P R E L I M I N A R Y    S P E C I F I C A T I O N


					  Due 2:00 AM, Friday, 13 November 2020

CPSC 323   Homework #4    An Ounce of Compression

REMINDER:  Do not under any circumstances copy someone else's code for this
assignment, give your code to someone else, or make it publicly available.
After discussing any aspect of the assignment with anyone other than a member
of the teaching staff (such discussions must be noted in your log file), do not
keep any written or electronic record and engage in some mind-numbing activity
before you work on the assignment again.  Sharing ANY related document (e.g.,
code or test cases), is a violation of this policy.
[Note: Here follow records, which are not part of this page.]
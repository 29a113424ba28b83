//! Configuration management for the oauthkit CLI
//!
//! Configuration is loaded from a YAML file, then overridden by `OAUTHKIT_*`
//! environment variables, then by command-line flags, and finally checked
//! by [`Config::validate`].
//!
//! # Examples
//!
//! ```yaml
//! provider:
//!   issuer: https://accounts.example.com
//! client:
//!   client_id: my-native-app
//!   scopes: [openid, profile, offline_access]
//! refresh:
//!   min_validity_seconds: 120
//! logging:
//!   level: debug
//! storage:
//!   account: example
//! ```

use std::collections::BTreeMap;
use std::path::{Path, PathBuf};

use directories::ProjectDirs;
use serde::{Deserialize, Serialize};
use url::Url;

use crate::discovery::ServiceConfiguration;
use crate::error::{OAuthError, Result};

/// Main configuration structure.
#[derive(Debug, Clone, Default, PartialEq, Serialize, Deserialize)]
pub struct Config {
    /// Where the provider's endpoints come from
    #[serde(default)]
    pub provider: ProviderConfig,
    /// Client identity and authorization request defaults
    #[serde(default)]
    pub client: ClientConfig,
    /// Token refresh policy
    #[serde(default)]
    pub refresh: RefreshConfig,
    /// Log output
    #[serde(default)]
    pub logging: LoggingConfig,
    /// Auth state persistence
    #[serde(default)]
    pub storage: StorageConfig,
}

/// Provider endpoints.
///
/// Either `issuer` is set and the endpoints are discovered, or both
/// `authorization_endpoint` and `token_endpoint` are given explicitly.
/// Explicit endpoints win over discovery.
#[derive(Debug, Clone, Default, PartialEq, Serialize, Deserialize)]
pub struct ProviderConfig {
    /// Issuer identifier; used for discovery and ID token validation
    #[serde(default, skip_serializing_if = "Option::is_none")]
    pub issuer: Option<Url>,

    #[serde(default, skip_serializing_if = "Option::is_none")]
    pub authorization_endpoint: Option<Url>,

    #[serde(default, skip_serializing_if = "Option::is_none")]
    pub token_endpoint: Option<Url>,

    #[serde(default, skip_serializing_if = "Option::is_none")]
    pub registration_endpoint: Option<Url>,

    #[serde(default, skip_serializing_if = "Option::is_none")]
    pub end_session_endpoint: Option<Url>,
}

impl ProviderConfig {
    /// Builds a configuration from the explicit endpoints, if both required
    /// ones are present.
    pub fn manual_configuration(&self) -> Option<ServiceConfiguration> {
        let authorization = self.authorization_endpoint.clone()?;
        let token = self.token_endpoint.clone()?;

        let mut configuration = ServiceConfiguration::new(authorization, token);
        if let Some(issuer) = &self.issuer {
            configuration = configuration.with_issuer(issuer.clone());
        }
        if let Some(endpoint) = &self.registration_endpoint {
            configuration = configuration.with_registration_endpoint(endpoint.clone());
        }
        if let Some(endpoint) = &self.end_session_endpoint {
            configuration = configuration.with_end_session_endpoint(endpoint.clone());
        }
        Some(configuration)
    }
}

/// Client identity and authorization request defaults.
#[derive(Debug, Clone, PartialEq, Serialize, Deserialize)]
pub struct ClientConfig {
    /// Client identifier; may be omitted when a registered client is stored
    #[serde(default, skip_serializing_if = "Option::is_none")]
    pub client_id: Option<String>,

    /// Client secret for confidential clients
    #[serde(default, skip_serializing_if = "Option::is_none")]
    pub client_secret: Option<String>,

    /// Loopback redirect port; `0` picks a free port
    #[serde(default)]
    pub redirect_port: u16,

    /// Loopback redirect path
    #[serde(default = "default_redirect_path")]
    pub redirect_path: String,

    /// Requested scopes
    #[serde(default = "default_scopes")]
    pub scopes: Vec<String>,

    /// Extra authorization request parameters, such as `prompt`
    #[serde(default, skip_serializing_if = "BTreeMap::is_empty")]
    pub additional_parameters: BTreeMap<String, String>,
}

fn default_redirect_path() -> String {
    "/callback".to_string()
}

fn default_scopes() -> Vec<String> {
    vec!["openid".to_string(), "profile".to_string()]
}

impl Default for ClientConfig {
    fn default() -> Self {
        Self {
            client_id: None,
            client_secret: None,
            redirect_port: 0,
            redirect_path: default_redirect_path(),
            scopes: default_scopes(),
            additional_parameters: BTreeMap::new(),
        }
    }
}

/// Token refresh policy.
#[derive(Debug, Clone, PartialEq, Serialize, Deserialize)]
pub struct RefreshConfig {
    /// Tokens expiring within this many seconds are refreshed before use
    #[serde(default = "default_min_validity_seconds")]
    pub min_validity_seconds: u64,
}

fn default_min_validity_seconds() -> u64 {
    60
}

/// Largest accepted `refresh.min_validity_seconds` (one year).
pub const MAX_MIN_VALIDITY_SECONDS: u64 = 365 * 24 * 60 * 60;

impl Default for RefreshConfig {
    fn default() -> Self {
        Self {
            min_validity_seconds: default_min_validity_seconds(),
        }
    }
}

impl RefreshConfig {
    /// The minimum validity as a duration, capped at
    /// [`MAX_MIN_VALIDITY_SECONDS`].
    pub fn min_validity(&self) -> chrono::Duration {
        let seconds = self.min_validity_seconds.min(MAX_MIN_VALIDITY_SECONDS);
        i64::try_from(seconds)
            .ok()
            .and_then(chrono::Duration::try_seconds)
            .unwrap_or(chrono::Duration::MAX)
    }
}

/// Log output.
#[derive(Debug, Clone, PartialEq, Serialize, Deserialize)]
pub struct LoggingConfig {
    /// Default level for `oauthkit` targets; `RUST_LOG` takes precedence
    #[serde(default = "default_log_level")]
    pub level: String,

    /// Emit JSON lines instead of human-readable text
    #[serde(default)]
    pub json: bool,
}

fn default_log_level() -> String {
    "info".to_string()
}

impl Default for LoggingConfig {
    fn default() -> Self {
        Self {
            level: default_log_level(),
            json: false,
        }
    }
}

/// Auth state persistence.
#[derive(Debug, Clone, PartialEq, Serialize, Deserialize)]
pub struct StorageConfig {
    /// Keyring service name
    #[serde(default = "default_service_name")]
    pub service_name: String,

    /// Keyring account the state is stored under
    #[serde(default = "default_account")]
    pub account: String,
}

fn default_service_name() -> String {
    crate::store::DEFAULT_SERVICE_NAME.to_string()
}

fn default_account() -> String {
    "default".to_string()
}

impl Default for StorageConfig {
    fn default() -> Self {
        Self {
            service_name: default_service_name(),
            account: default_account(),
        }
    }
}

/// Default value of the `--config` flag.
pub const DEFAULT_CONFIG_PATH: &str = "config/oauthkit.yaml";

/// Per-user configuration file, used when the default path does not exist.
///
/// Resolves to `config.yaml` under the platform config directory
/// (for example `~/.config/oauthkit/config.yaml` on Linux).
pub fn user_config_path() -> Option<PathBuf> {
    ProjectDirs::from("dev", "oauthkit", "oauthkit")
        .map(|dirs| dirs.config_dir().join("config.yaml"))
}

const LOG_LEVELS: [&str; 5] = ["trace", "debug", "info", "warn", "error"];

impl Config {
    /// Load configuration from file with environment and CLI overrides
    ///
    /// A missing file is not an error; defaults are used instead.
    ///
    /// # Arguments
    ///
    /// * `path` - Path to configuration file
    /// * `cli` - CLI arguments for overrides
    ///
    /// # Errors
    ///
    /// Returns [`OAuthError::Configuration`] if the file cannot be read or
    /// parsed.
    pub fn load(path: &str, cli: &crate::cli::Cli) -> Result<Self> {
        let user_path = if path == DEFAULT_CONFIG_PATH && !Path::new(path).exists() {
            user_config_path().filter(|p| p.exists())
        } else {
            None
        };

        let mut config = if Path::new(path).exists() {
            Self::from_file(path)?
        } else if let Some(user_path) = user_path {
            tracing::debug!("Using user config file {}", user_path.display());
            Self::from_file(&user_path.to_string_lossy())?
        } else {
            tracing::debug!("Config file not found at {}, using defaults", path);
            Self::default()
        };

        config.apply_env_vars();
        config.apply_cli_overrides(cli);

        Ok(config)
    }

    fn from_file(path: &str) -> Result<Self> {
        let contents = std::fs::read_to_string(path)
            .map_err(|e| OAuthError::Configuration(format!("Failed to read config file: {}", e)))?;
        Self::from_yaml(&contents)
    }

    /// Parses a YAML document.
    ///
    /// # Errors
    ///
    /// Returns [`OAuthError::Configuration`] on malformed YAML or an
    /// invalid URL.
    pub fn from_yaml(contents: &str) -> Result<Self> {
        serde_yaml::from_str(contents)
            .map_err(|e| OAuthError::Configuration(format!("Failed to parse config: {}", e)))
    }

    fn apply_env_vars(&mut self) {
        if let Ok(issuer) = std::env::var("OAUTHKIT_ISSUER") {
            match Url::parse(&issuer) {
                Ok(url) => self.provider.issuer = Some(url),
                Err(_) => tracing::warn!("Invalid OAUTHKIT_ISSUER: {}", issuer),
            }
        }

        if let Ok(client_id) = std::env::var("OAUTHKIT_CLIENT_ID") {
            self.client.client_id = Some(client_id);
        }

        if let Ok(client_secret) = std::env::var("OAUTHKIT_CLIENT_SECRET") {
            self.client.client_secret = Some(client_secret);
        }

        if let Ok(port) = std::env::var("OAUTHKIT_REDIRECT_PORT") {
            if let Ok(value) = port.parse() {
                self.client.redirect_port = value;
            } else {
                tracing::warn!("Invalid OAUTHKIT_REDIRECT_PORT: {}", port);
            }
        }

        if let Ok(scopes) = std::env::var("OAUTHKIT_SCOPES") {
            self.client.scopes = scopes.split_whitespace().map(str::to_string).collect();
        }

        if let Ok(seconds) = std::env::var("OAUTHKIT_MIN_VALIDITY_SECONDS") {
            if let Ok(value) = seconds.parse() {
                self.refresh.min_validity_seconds = value;
            } else {
                tracing::warn!("Invalid OAUTHKIT_MIN_VALIDITY_SECONDS: {}", seconds);
            }
        }

        if let Ok(level) = std::env::var("OAUTHKIT_LOG_LEVEL") {
            self.logging.level = level.to_lowercase();
        }

        if let Ok(json) = std::env::var("OAUTHKIT_LOG_JSON") {
            match json.to_lowercase().as_str() {
                "1" | "true" | "yes" => self.logging.json = true,
                "0" | "false" | "no" => self.logging.json = false,
                _ => tracing::warn!("Invalid OAUTHKIT_LOG_JSON: {}", json),
            }
        }

        if let Ok(service_name) = std::env::var("OAUTHKIT_KEYRING_SERVICE") {
            self.storage.service_name = service_name;
        }

        if let Ok(account) = std::env::var("OAUTHKIT_ACCOUNT") {
            self.storage.account = account;
        }
    }

    fn apply_cli_overrides(&mut self, cli: &crate::cli::Cli) {
        if let Some(issuer) = &cli.issuer {
            self.provider.issuer = Some(issuer.clone());
        }
        if let Some(client_id) = &cli.client_id {
            self.client.client_id = Some(client_id.clone());
        }
        if let Some(account) = &cli.account {
            self.storage.account = account.clone();
        }
        if cli.verbose {
            self.logging.level = "debug".to_string();
        }
        if cli.json_logs {
            self.logging.json = true;
        }
    }

    /// Validate the configuration
    ///
    /// # Errors
    ///
    /// Returns [`OAuthError::Configuration`] naming the first invalid field.
    pub fn validate(&self) -> Result<()> {
        let provider = &self.provider;
        if provider.issuer.is_none() && provider.manual_configuration().is_none() {
            return Err(OAuthError::Configuration(
                "provider.issuer or both provider.authorization_endpoint and \
                 provider.token_endpoint must be set"
                    .to_string(),
            ));
        }
        if provider.authorization_endpoint.is_some() != provider.token_endpoint.is_some() {
            return Err(OAuthError::Configuration(
                "provider.authorization_endpoint and provider.token_endpoint must be set together"
                    .to_string(),
            ));
        }

        if matches!(&self.client.client_id, Some(id) if id.trim().is_empty()) {
            return Err(OAuthError::Configuration(
                "client.client_id cannot be empty".to_string(),
            ));
        }

        if self.client.scopes.iter().any(|s| s.trim().is_empty()) {
            return Err(OAuthError::Configuration(
                "client.scopes cannot contain empty entries".to_string(),
            ));
        }

        if !self.client.redirect_path.starts_with('/') {
            return Err(OAuthError::Configuration(format!(
                "client.redirect_path must start with '/': {}",
                self.client.redirect_path
            )));
        }

        if self.refresh.min_validity_seconds > MAX_MIN_VALIDITY_SECONDS {
            return Err(OAuthError::Configuration(format!(
                "refresh.min_validity_seconds must be at most {}: {}",
                MAX_MIN_VALIDITY_SECONDS, self.refresh.min_validity_seconds
            )));
        }

        if !LOG_LEVELS.contains(&self.logging.level.as_str()) {
            return Err(OAuthError::Configuration(format!(
                "Invalid logging.level: {}. Must be one of: {}",
                self.logging.level,
                LOG_LEVELS.join(", ")
            )));
        }

        if self.storage.service_name.is_empty() {
            return Err(OAuthError::Configuration(
                "storage.service_name cannot be empty".to_string(),
            ));
        }

        if self.storage.account.is_empty() {
            return Err(OAuthError::Configuration(
                "storage.account cannot be empty".to_string(),
            ));
        }

        Ok(())
    }
}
Since code reuse is an important part of programming, you may study published
code (e.g., from textbooks or the Net) and/or incorporate it in a program,
provided that you give proper attribution in your log file and in your source
files (see the syllabus for details) and that the bulk of the code submitted is
your own.  Note:  Removing/rewriting comments, renaming functions/variables, or
reformatting statements does not convey ownership.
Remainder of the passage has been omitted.